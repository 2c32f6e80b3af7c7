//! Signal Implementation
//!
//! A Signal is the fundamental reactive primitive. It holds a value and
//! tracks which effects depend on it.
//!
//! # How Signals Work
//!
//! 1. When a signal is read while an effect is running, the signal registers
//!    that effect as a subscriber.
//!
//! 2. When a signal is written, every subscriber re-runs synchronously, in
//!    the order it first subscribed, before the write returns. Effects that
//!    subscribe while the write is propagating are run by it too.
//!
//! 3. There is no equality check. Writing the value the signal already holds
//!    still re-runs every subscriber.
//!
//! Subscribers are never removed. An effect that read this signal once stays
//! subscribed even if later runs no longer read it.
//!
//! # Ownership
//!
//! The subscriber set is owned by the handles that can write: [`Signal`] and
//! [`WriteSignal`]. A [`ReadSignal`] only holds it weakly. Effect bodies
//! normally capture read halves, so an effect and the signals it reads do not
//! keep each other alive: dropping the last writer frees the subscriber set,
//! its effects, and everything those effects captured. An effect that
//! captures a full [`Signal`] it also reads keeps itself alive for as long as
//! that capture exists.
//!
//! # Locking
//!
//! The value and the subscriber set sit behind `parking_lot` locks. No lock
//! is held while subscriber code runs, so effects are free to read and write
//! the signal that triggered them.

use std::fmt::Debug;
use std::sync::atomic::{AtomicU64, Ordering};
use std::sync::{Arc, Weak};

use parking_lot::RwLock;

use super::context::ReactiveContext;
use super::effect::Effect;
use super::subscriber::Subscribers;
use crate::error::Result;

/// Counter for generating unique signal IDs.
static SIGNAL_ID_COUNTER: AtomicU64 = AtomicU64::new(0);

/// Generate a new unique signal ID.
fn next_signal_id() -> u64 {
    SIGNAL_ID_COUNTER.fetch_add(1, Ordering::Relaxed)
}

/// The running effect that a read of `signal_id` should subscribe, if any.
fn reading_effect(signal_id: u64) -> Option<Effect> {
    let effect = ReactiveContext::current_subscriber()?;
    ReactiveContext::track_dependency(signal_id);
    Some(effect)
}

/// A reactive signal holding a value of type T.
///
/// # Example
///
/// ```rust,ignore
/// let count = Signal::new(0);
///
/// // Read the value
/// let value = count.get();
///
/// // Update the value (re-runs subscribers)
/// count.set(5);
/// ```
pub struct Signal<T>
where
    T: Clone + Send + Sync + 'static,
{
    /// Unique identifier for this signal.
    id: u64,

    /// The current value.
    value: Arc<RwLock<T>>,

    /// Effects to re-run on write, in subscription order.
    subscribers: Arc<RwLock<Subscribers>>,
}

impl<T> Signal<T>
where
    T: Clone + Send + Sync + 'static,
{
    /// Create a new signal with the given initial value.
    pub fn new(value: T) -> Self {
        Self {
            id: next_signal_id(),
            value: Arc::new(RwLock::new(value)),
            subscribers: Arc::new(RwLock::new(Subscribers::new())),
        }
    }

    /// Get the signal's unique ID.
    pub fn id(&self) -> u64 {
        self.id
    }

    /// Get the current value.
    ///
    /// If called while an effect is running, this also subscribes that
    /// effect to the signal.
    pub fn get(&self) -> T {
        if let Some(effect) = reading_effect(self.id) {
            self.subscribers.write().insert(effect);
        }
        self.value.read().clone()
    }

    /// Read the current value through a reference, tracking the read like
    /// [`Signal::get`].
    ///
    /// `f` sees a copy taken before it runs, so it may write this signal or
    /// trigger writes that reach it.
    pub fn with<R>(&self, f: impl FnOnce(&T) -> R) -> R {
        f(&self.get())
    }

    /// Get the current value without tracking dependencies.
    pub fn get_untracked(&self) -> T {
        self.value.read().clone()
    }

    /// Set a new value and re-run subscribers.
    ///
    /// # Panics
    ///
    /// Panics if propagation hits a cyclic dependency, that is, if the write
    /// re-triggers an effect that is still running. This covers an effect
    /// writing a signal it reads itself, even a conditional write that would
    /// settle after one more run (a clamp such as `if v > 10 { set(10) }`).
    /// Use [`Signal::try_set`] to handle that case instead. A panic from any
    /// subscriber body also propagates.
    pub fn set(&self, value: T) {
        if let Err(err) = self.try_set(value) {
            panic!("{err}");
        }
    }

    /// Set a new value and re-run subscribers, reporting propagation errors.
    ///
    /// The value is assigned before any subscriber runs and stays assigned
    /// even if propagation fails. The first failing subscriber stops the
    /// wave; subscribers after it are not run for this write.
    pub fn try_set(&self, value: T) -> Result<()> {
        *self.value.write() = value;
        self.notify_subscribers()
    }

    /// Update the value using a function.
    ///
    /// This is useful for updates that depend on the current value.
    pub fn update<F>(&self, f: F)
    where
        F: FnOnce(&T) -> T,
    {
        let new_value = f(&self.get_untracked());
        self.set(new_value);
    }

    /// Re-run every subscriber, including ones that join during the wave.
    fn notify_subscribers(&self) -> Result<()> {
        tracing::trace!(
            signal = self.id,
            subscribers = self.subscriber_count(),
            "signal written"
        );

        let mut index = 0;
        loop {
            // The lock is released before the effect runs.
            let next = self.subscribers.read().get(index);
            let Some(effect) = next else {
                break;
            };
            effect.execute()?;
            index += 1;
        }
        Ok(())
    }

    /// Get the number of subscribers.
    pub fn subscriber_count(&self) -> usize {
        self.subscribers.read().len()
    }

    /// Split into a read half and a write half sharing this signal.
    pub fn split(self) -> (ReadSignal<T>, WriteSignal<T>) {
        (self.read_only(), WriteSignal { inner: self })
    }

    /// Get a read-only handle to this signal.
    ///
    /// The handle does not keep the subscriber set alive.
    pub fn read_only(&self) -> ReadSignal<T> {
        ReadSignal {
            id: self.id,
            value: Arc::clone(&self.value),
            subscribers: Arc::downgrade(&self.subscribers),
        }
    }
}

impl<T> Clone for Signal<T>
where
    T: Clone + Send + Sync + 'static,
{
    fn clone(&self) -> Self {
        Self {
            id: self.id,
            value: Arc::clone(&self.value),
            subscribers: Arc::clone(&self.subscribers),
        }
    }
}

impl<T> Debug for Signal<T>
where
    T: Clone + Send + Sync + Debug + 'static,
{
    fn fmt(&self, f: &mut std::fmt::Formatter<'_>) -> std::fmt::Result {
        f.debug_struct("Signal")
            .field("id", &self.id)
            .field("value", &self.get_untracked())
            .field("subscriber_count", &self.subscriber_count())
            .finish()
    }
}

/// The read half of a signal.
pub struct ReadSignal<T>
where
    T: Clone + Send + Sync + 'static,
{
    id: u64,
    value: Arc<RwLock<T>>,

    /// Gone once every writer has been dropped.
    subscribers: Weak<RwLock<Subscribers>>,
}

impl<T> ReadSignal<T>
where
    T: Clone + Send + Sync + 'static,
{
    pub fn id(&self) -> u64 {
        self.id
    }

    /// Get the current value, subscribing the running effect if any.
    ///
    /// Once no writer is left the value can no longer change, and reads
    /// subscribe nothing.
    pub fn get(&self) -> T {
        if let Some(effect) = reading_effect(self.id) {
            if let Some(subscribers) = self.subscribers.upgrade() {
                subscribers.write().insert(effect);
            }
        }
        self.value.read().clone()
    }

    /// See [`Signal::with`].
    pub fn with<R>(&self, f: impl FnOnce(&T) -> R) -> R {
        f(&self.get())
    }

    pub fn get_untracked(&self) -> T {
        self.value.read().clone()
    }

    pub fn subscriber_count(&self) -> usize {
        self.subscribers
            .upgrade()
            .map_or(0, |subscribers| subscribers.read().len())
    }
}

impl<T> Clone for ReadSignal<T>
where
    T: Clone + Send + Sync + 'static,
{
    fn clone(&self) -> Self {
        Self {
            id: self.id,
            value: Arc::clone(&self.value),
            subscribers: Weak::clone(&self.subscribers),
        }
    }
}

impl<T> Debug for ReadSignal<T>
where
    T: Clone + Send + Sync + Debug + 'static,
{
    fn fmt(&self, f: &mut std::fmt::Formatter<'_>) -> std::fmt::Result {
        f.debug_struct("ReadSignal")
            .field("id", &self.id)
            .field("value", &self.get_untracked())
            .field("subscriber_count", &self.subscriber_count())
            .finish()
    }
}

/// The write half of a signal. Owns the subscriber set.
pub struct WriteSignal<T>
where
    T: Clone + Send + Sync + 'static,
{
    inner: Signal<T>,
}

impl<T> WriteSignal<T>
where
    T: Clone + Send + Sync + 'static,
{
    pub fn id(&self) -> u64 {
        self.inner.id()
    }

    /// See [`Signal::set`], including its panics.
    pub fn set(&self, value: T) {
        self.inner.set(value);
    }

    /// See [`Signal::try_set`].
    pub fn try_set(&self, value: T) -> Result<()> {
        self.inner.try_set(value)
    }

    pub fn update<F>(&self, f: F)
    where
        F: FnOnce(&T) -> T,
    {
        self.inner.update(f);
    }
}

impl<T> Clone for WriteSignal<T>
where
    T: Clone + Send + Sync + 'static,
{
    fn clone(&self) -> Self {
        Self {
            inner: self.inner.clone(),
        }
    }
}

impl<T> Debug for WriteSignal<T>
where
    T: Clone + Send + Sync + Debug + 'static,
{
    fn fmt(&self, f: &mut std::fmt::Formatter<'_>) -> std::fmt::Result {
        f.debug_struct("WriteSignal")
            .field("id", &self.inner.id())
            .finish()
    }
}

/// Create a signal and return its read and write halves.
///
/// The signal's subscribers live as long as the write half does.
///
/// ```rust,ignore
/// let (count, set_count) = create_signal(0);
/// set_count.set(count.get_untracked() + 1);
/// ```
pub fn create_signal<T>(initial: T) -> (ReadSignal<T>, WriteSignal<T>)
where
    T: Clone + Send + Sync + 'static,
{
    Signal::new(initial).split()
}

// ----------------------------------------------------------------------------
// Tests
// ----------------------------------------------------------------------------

* * *

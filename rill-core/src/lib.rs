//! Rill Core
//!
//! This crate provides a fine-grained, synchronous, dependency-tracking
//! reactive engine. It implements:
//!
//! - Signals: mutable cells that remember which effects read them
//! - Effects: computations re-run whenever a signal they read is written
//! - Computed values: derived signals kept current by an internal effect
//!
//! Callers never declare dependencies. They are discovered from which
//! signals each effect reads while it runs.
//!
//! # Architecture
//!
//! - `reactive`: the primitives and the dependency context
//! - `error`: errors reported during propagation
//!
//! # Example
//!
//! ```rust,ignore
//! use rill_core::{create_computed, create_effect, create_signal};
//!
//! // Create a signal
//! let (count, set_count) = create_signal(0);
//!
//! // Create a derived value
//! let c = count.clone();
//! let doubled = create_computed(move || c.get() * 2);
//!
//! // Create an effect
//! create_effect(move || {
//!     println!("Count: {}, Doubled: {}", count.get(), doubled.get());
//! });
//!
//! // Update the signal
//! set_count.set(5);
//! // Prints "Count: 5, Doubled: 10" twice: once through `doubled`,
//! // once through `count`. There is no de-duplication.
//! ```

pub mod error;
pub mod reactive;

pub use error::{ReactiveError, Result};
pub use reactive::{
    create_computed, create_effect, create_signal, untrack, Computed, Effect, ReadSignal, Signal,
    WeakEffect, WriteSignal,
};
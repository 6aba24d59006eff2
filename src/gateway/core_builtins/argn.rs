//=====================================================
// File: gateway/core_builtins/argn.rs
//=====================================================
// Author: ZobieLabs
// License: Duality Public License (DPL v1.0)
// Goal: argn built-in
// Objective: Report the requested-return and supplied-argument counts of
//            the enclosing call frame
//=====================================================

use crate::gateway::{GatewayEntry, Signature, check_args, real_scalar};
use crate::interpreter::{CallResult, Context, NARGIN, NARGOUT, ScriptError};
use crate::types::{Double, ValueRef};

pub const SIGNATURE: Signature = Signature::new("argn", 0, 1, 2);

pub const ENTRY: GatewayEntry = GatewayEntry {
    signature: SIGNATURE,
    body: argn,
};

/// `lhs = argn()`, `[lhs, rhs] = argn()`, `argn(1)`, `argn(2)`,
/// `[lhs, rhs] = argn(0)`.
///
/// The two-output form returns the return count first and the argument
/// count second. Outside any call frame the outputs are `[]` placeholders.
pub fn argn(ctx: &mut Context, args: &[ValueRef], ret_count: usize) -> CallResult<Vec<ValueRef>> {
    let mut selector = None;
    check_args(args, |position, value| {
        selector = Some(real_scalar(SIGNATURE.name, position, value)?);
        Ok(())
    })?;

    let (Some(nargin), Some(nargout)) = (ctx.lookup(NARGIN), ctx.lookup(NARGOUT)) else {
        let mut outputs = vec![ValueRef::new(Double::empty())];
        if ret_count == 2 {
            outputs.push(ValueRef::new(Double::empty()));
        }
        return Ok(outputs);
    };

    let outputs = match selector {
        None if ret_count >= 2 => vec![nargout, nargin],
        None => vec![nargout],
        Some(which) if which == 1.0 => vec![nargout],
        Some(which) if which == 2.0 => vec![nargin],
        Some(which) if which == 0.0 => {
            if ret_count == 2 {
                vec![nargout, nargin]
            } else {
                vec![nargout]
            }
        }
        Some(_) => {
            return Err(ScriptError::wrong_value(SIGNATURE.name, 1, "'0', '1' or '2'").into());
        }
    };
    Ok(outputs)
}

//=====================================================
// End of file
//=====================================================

---

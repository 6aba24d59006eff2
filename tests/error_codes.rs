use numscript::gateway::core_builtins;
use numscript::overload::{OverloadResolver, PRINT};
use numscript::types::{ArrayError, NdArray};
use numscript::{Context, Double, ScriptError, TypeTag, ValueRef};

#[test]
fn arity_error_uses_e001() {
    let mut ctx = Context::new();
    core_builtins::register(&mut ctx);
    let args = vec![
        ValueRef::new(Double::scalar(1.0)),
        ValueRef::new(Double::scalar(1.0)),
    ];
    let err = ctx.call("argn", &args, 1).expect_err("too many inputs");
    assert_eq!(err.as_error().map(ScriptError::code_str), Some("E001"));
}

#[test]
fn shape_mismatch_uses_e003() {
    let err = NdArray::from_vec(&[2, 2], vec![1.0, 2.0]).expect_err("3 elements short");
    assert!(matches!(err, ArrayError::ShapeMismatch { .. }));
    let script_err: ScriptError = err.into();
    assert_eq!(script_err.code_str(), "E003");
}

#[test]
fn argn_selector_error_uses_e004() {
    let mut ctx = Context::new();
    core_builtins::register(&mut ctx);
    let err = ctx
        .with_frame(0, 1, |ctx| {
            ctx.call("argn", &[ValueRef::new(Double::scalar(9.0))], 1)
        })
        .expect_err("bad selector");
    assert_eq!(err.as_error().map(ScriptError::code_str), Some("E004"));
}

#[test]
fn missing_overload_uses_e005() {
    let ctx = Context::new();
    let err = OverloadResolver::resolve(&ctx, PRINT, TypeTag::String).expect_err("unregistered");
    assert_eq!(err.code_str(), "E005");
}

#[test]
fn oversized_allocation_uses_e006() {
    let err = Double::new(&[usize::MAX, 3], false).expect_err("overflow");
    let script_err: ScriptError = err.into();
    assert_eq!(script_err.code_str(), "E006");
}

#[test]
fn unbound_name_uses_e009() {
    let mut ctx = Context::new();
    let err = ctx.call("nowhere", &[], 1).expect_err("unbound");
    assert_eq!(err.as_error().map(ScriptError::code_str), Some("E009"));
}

=== WORK TO COMPLETE ===
Beginning with the line containing "pub mod error;" and ending with the line containing "pub const SIGNATURE: Signature", extract those lines exactly from the listing above, and only those.

=== RESULT OF THE EXERCISE ===
pub mod error;
pub mod reactive;

pub use error::{ReactiveError, Result};
pub use reactive::{
    create_computed, create_effect, create_signal, untrack, Computed, Effect, ReadSignal, Signal,
    WeakEffect, WriteSignal,
};
repository 6aba24d59006eff2
filename src/gateway/core_builtins/argn.rs
//=====================================================
// File: gateway/core_builtins/argn.rs
//=====================================================
// Author: ZobieLabs
// License: Duality Public License (DPL v1.0)
// Goal: argn built-in
// Objective: Report the requested-return and supplied-argument counts of
//            the enclosing call frame
//=====================================================

use crate::gateway::{GatewayEntry, Signature, check_args, real_scalar};
use crate::interpreter::{CallResult, Context, NARGIN, NARGOUT, ScriptError};
use crate::types::{Double, ValueRef};

pub const SIGNATURE: Signature = Signature::new("argn", 0, 1, 2);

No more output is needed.